I have been using two individual Raspis up to now to use Home Assistant and eBlocker. However, I wanted to move them to a single device. I also wanted a temporary network storage where my SABnzbd downloads are stored before I remove them from there and put them on the NAS. I would do this either via my Mac or Windows computer. I rarely have the NAS on for reasons of electricity costs.
And so I ended up with a Beelink Ser5 Pro with 32GB Ram and 1TB NVME SSD (Crucial CT1000P3PSSD8) and Proxmox. Probably completely oversized at the moment, but you never know what will happen.

Even though I'm not currently doing this with HA on the Raspi, I would like to back up the HA environment at regular intervals.

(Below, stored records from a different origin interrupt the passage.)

//! Command-line argument definitions.

use std::path::PathBuf;

use clap::{Parser, Subcommand};

use crate::commands::log::LogArgs;

/// Off-the-job training time tracker.
///
/// Logs apprenticeship training sessions, times live sessions, and reports
/// progress against the annual off-the-job training target.
#[derive(Debug, Parser)]
#[command(name = "ojt", version, about, long_about = None)]
pub struct Cli {
    /// Enable verbose output.
    #[arg(short, long, global = true)]
    pub verbose: bool,

    /// Path to config file.
    #[arg(short, long, global = true)]
    pub config: Option<PathBuf>,

    #[command(subcommand)]
    pub command: Option<Commands>,
}

/// Available subcommands.
#[derive(Debug, Subcommand)]
pub enum Commands {
    /// Log a completed session by hand.
    Log(LogArgs),

    /// Time a live session.
    ///
    /// Reads commands from stdin: `p` pause/resume, `t` show time,
    /// `s` stop and save, `q` quit without saving. Ctrl-C stops and saves.
    Track {
        /// What you are working on.
        activity: String,
    },

    /// Show weekly, yearly and all-time totals.
    Summary {
        /// Output as JSON.
        #[arg(long)]
        json: bool,
    },

    /// List the most recent sessions.
    Recent {
        /// Number of sessions to show (defaults to `recent_limit` from config).
        #[arg(short = 'n', long)]
        limit: Option<usize>,

        /// Output as JSON.
        #[arg(long)]
        json: bool,
    },

    /// Show or set the annual training target in hours.
    Target {
        /// New target in hours.
        hours: Option<f64>,
    },
}
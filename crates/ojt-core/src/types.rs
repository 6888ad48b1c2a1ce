//! Core type definitions with validation.

use std::fmt;

use serde::{Deserialize, Serialize};
use thiserror::Error;

/// Validation errors for core types and timer transitions.
///
/// Every variant is recoverable: the rejected operation leaves prior state
/// untouched and the message is suitable for showing to the user.
#[derive(Debug, Error, Clone, PartialEq)]
pub enum ValidationError {
    /// The provided value was empty.
    #[error("{field} cannot be empty")]
    Empty { field: &'static str },

    /// No activity was chosen before starting or logging a session.
    #[error("select an activity before starting a session")]
    MissingActivity,

    /// The session has not reached the one-minute minimum.
    #[error("sessions must run for at least one minute (elapsed {elapsed_seconds}s)")]
    TooShort { elapsed_seconds: u64 },

    /// A duration was not a finite, positive number of minutes.
    #[error("duration must be a positive number of minutes, got {value}")]
    InvalidDuration { value: f64 },

    /// A training target was not a finite, positive number of hours.
    #[error("target must be a positive number of hours, got {value}")]
    InvalidTarget { value: f64 },
}

impl ValidationError {
    /// Stable machine-readable reason code.
    #[must_use]
    pub const fn code(&self) -> &'static str {
        match self {
            Self::Empty { .. } => "empty",
            Self::MissingActivity => "missing-activity",
            Self::TooShort { .. } => "too-short",
            Self::InvalidDuration { .. } => "invalid-duration",
            Self::InvalidTarget { .. } => "invalid-target",
        }
    }
}

/// Generates a validated string ID newtype with common trait implementations.
macro_rules! define_string_id {
    (
        $(#[$meta:meta])*
        $name:ident, $field_name:literal
    ) => {
        $(#[$meta])*
        #[derive(Debug, Clone, PartialEq, Eq, Hash, Serialize, Deserialize)]
        #[serde(try_from = "String", into = "String")]
        pub struct $name(String);

        impl $name {
            /// Creates a new ID after validation.
            pub fn new(id: impl Into<String>) -> Result<Self, ValidationError> {
                let id = id.into();
                if id.is_empty() {
                    return Err(ValidationError::Empty { field: $field_name });
                }
                Ok(Self(id))
            }

            /// Returns the ID as a string slice.
            pub fn as_str(&self) -> &str {
                &self.0
            }
        }

        impl TryFrom<String> for $name {
            type Error = ValidationError;

            fn try_from(value: String) -> Result<Self, Self::Error> {
                Self::new(value)
            }
        }

        impl From<$name> for String {
            fn from(id: $name) -> Self {
                id.0
            }
        }

        impl fmt::Display for $name {
            fn fmt(&self, f: &mut fmt::Formatter<'_>) -> fmt::Result {
                write!(f, "{}", self.0)
            }
        }

        impl AsRef<str> for $name {
            fn as_ref(&self) -> &str {
                &self.0
            }
        }
    };
}

define_string_id!(
    /// A validated time entry identifier.
    ///
    /// Entry IDs are assigned by the entry store and must be non-empty.
    EntryId, "entry ID"
);

/// Returns `None` for blank strings, otherwise the trimmed value.
pub(crate) fn non_blank(value: Option<String>) -> Option<String> {
    value
        .map(|v| v.trim().to_string())
        .filter(|v| !v.is_empty())
}
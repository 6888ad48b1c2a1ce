//! Configuration loading and management.

use std::fmt;
use std::path::{Path, PathBuf};

use figment::Figment;
use figment::providers::{Env, Format, Serialized, Toml};
use serde::{Deserialize, Serialize};

/// Sessions shown by `ojt recent` and in summaries unless overridden.
const DEFAULT_RECENT_LIMIT: usize = 5;

/// Application configuration.
#[derive(Clone, Serialize, Deserialize)]
pub struct Config {
    /// Path to the database file.
    pub database_path: PathBuf,

    /// How many recent sessions to list.
    pub recent_limit: usize,
}

impl fmt::Debug for Config {
    fn fmt(&self, f: &mut fmt::Formatter<'_>) -> fmt::Result {
        f.debug_struct("Config")
            .field("database_path", &self.database_path)
            .field("recent_limit", &self.recent_limit)
            .finish()
    }
}

impl Default for Config {
    fn default() -> Self {
        let data_dir = dirs_data_path().unwrap_or_else(|| PathBuf::from("."));
        Self {
            database_path: data_dir.join("ojt.db"),
            recent_limit: DEFAULT_RECENT_LIMIT,
        }
    }
}

impl Config {
    /// Loads configuration, optionally from a specific file.
    #[expect(
        clippy::result_large_err,
        reason = "figment::Error is large but only returned at startup"
    )]
    pub fn load_from(config_path: Option<&Path>) -> Result<Self, figment::Error> {
        let mut figment = Figment::from(Serialized::defaults(Self::default()));

        // Load from default config location
        if let Some(config_dir) = dirs_config_path() {
            figment = figment.merge(Toml::file(config_dir.join("config.toml")));
        }

        // Load from specified config file
        if let Some(path) = config_path {
            figment = figment.merge(Toml::file(path));
        }

        // Load from environment variables (OJT_*)
        figment = figment.merge(Env::prefixed("OJT_"));

        figment.extract()
    }
}

/// Returns the platform-specific config directory for ojt.
fn dirs_config_path() -> Option<PathBuf> {
    dirs::config_dir().map(|p| p.join("ojt"))
}

/// Returns the platform-specific data directory for ojt.
///
/// On Linux: `~/.local/share/ojt`
pub fn dirs_data_path() -> Option<PathBuf> {
    dirs::data_dir().map(|p| p.join("ojt"))
}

Of course, I don't always want to shut down the HA instance, pull the backup and then start it again. I therefore assumed that the snapshot function would be practical for this. This has LVM-Thin or ZFS as a prerequisite.

By default, Proxmox installs ext4 as the file system. And I can't select ZFS during the installation because I would need 2 disks. And with a single NVME SSD, I didn't know how I could still provide LVM-Thin on an ext4 basis in order to store the individual containers on it.

So I got myself a SATA SSD (Crucial MX500 - CT500MX500SSD1) and have now installed Proxmox on it for the time being. It runs on ext4.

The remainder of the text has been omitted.